[Stored data entries]
BEGIN
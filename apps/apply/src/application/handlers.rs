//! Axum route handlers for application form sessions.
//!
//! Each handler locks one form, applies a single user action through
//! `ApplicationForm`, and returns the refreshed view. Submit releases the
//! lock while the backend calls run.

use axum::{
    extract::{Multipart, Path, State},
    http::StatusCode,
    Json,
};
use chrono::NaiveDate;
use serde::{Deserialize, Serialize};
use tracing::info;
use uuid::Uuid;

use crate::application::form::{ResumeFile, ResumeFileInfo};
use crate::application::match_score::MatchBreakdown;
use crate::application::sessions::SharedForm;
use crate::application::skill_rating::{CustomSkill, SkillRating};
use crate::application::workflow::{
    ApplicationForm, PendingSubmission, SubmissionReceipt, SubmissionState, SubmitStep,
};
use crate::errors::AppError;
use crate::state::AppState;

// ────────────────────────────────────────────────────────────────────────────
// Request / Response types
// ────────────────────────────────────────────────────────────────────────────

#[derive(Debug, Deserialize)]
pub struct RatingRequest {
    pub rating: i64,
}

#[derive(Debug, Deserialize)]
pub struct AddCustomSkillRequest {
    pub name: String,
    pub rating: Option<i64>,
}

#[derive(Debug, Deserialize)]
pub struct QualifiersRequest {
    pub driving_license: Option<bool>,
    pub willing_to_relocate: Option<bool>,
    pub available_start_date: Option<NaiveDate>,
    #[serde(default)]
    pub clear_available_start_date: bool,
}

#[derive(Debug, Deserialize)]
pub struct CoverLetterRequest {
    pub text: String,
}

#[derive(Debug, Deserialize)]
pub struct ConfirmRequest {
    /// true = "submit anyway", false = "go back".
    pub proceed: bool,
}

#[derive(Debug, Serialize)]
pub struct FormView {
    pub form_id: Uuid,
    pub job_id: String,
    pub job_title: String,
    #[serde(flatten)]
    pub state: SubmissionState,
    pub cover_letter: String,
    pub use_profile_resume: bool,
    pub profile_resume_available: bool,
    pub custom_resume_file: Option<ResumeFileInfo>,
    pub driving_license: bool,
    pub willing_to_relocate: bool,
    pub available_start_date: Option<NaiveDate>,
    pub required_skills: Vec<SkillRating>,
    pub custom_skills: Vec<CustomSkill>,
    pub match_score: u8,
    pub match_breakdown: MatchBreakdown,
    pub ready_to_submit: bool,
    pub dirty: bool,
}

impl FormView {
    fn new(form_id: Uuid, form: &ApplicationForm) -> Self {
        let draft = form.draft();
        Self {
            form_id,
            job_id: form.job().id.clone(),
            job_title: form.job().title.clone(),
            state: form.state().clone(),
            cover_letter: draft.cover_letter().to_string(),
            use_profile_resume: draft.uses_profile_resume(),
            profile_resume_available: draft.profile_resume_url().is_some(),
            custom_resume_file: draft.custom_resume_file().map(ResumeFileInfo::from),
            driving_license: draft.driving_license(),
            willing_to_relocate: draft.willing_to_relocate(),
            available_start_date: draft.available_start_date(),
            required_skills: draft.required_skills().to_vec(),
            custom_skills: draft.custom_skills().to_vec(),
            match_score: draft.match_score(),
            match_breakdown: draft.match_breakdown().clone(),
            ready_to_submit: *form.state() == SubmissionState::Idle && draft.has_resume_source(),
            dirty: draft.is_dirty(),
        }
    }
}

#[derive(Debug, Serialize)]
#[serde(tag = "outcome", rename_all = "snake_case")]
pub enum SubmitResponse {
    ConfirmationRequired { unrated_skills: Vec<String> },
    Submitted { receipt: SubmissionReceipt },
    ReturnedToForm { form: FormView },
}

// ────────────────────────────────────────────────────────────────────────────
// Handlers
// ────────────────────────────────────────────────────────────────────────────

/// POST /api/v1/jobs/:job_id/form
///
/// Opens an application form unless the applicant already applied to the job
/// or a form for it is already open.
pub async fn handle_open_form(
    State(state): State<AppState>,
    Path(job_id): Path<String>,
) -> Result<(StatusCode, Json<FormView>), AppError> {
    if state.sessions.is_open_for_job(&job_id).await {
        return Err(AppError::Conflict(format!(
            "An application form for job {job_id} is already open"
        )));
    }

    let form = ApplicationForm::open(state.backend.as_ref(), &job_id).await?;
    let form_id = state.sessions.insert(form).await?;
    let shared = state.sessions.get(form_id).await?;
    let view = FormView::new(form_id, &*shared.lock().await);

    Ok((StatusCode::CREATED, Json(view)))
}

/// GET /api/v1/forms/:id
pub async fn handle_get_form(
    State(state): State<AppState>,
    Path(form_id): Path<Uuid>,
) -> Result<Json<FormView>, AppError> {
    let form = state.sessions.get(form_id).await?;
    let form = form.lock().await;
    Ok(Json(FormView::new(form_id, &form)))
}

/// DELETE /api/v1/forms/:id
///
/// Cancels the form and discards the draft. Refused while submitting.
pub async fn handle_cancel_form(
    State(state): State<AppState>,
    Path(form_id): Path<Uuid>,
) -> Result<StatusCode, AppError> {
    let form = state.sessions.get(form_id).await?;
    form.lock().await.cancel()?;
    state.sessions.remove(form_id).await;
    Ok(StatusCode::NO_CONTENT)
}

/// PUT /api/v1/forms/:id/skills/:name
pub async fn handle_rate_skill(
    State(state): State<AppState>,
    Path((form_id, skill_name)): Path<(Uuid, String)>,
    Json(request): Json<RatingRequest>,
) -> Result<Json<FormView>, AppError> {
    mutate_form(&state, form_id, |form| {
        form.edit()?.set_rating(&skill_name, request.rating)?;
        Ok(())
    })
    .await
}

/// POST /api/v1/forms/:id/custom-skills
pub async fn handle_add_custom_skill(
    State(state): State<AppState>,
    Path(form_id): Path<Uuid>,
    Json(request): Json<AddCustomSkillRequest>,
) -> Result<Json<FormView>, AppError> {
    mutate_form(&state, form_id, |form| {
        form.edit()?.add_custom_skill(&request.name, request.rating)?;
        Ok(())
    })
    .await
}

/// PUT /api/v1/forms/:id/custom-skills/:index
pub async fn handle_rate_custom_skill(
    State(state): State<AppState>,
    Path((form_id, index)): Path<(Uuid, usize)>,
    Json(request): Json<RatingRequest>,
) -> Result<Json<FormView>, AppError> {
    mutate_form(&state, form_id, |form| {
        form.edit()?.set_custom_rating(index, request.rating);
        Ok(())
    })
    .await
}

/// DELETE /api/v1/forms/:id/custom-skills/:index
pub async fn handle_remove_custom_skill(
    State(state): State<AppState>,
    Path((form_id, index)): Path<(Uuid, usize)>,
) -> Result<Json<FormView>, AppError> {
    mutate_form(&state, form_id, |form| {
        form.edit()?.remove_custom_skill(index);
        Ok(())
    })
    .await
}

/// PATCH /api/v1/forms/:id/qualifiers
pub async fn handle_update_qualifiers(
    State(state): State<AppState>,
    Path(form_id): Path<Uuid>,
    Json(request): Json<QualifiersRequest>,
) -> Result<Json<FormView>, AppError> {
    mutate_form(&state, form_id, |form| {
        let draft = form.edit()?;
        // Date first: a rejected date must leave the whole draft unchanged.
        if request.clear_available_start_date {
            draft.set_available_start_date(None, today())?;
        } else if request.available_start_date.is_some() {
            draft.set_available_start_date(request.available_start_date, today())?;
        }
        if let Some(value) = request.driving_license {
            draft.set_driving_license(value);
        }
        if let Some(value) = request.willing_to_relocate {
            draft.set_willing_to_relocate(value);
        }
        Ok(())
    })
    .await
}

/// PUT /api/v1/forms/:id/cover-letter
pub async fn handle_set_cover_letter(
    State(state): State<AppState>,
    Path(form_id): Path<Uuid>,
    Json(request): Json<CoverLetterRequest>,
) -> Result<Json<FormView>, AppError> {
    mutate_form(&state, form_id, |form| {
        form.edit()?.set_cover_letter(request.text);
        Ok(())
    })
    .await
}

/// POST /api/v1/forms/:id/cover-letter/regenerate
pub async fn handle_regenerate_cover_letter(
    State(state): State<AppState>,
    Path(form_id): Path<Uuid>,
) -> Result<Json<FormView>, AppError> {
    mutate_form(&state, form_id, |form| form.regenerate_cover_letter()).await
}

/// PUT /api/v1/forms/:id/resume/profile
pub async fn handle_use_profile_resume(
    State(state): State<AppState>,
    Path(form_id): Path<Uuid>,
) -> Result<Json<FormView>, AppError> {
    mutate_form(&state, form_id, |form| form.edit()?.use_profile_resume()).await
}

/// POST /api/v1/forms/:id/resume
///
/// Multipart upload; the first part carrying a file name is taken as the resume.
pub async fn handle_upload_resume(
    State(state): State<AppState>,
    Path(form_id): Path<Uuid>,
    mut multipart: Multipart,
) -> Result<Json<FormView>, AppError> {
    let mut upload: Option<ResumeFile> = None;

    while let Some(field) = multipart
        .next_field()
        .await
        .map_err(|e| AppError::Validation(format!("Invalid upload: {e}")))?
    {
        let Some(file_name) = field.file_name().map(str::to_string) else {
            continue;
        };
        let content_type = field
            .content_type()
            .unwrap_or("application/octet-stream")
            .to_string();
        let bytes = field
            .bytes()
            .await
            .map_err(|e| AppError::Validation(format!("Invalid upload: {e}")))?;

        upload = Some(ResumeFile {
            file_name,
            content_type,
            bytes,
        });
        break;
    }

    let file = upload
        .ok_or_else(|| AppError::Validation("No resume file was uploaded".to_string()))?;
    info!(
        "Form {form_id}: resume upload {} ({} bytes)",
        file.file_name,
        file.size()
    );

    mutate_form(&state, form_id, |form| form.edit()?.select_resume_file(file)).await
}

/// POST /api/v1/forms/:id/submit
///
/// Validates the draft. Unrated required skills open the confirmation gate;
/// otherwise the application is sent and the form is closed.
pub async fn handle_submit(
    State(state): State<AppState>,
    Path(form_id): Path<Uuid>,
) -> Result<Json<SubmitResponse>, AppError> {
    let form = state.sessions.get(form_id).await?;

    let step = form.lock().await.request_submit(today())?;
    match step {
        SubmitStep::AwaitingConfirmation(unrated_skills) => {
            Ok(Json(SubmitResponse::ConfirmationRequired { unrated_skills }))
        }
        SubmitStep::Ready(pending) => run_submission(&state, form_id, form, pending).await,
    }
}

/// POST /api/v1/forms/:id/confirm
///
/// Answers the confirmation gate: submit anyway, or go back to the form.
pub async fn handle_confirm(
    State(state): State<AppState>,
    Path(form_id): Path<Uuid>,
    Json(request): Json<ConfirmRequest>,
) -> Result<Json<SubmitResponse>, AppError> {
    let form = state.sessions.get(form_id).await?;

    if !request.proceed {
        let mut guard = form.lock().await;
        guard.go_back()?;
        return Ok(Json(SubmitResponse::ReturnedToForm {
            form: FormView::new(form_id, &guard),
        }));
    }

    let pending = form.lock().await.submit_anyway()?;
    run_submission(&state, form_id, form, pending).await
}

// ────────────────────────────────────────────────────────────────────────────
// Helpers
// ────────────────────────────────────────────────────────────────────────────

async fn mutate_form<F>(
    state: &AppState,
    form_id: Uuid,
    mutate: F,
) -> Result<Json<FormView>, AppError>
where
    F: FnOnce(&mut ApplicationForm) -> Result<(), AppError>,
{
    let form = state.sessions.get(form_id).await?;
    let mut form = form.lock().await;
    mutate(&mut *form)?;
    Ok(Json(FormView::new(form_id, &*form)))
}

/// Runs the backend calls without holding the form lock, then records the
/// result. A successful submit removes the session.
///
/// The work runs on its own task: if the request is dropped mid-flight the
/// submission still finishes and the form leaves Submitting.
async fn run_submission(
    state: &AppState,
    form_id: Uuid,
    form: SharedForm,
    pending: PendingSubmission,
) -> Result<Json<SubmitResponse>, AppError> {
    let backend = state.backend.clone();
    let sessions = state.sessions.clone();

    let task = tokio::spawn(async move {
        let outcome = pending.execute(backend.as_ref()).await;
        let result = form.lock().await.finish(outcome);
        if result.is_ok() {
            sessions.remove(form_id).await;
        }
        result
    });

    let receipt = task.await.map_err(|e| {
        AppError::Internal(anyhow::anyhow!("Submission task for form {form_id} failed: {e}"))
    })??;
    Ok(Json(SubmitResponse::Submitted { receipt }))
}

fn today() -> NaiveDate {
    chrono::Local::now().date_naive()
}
END
Problem to solve:
Repeat exactly, please, each line from the beginning of the data through the line with "#[serde(default)]" in it, and only those lines.

Written solution:
filename apps/apply/src/application/handlers.rs
//! Axum route handlers for application form sessions.
//!
//! Each handler locks one form, applies a single user action through
//! `ApplicationForm`, and returns the refreshed view. Submit releases the
//! lock while the backend calls run.

use axum::{
    extract::{Multipart, Path, State},
    http::StatusCode,
    Json,
};
use chrono::NaiveDate;
use serde::{Deserialize, Serialize};
use tracing::info;
use uuid::Uuid;

use crate::application::form::{ResumeFile, ResumeFileInfo};
use crate::application::match_score::MatchBreakdown;
use crate::application::sessions::SharedForm;
use crate::application::skill_rating::{CustomSkill, SkillRating};
use crate::application::workflow::{
    ApplicationForm, PendingSubmission, SubmissionReceipt, SubmissionState, SubmitStep,
};
use crate::errors::AppError;
use crate::state::AppState;

// ────────────────────────────────────────────────────────────────────────────
// Request / Response types
// ────────────────────────────────────────────────────────────────────────────

#[derive(Debug, Deserialize)]
pub struct RatingRequest {
    pub rating: i64,
}

#[derive(Debug, Deserialize)]
pub struct AddCustomSkillRequest {
    pub name: String,
    pub rating: Option<i64>,
}

#[derive(Debug, Deserialize)]
pub struct QualifiersRequest {
    pub driving_license: Option<bool>,
    pub willing_to_relocate: Option<bool>,
    pub available_start_date: Option<NaiveDate>,
    #[serde(default)]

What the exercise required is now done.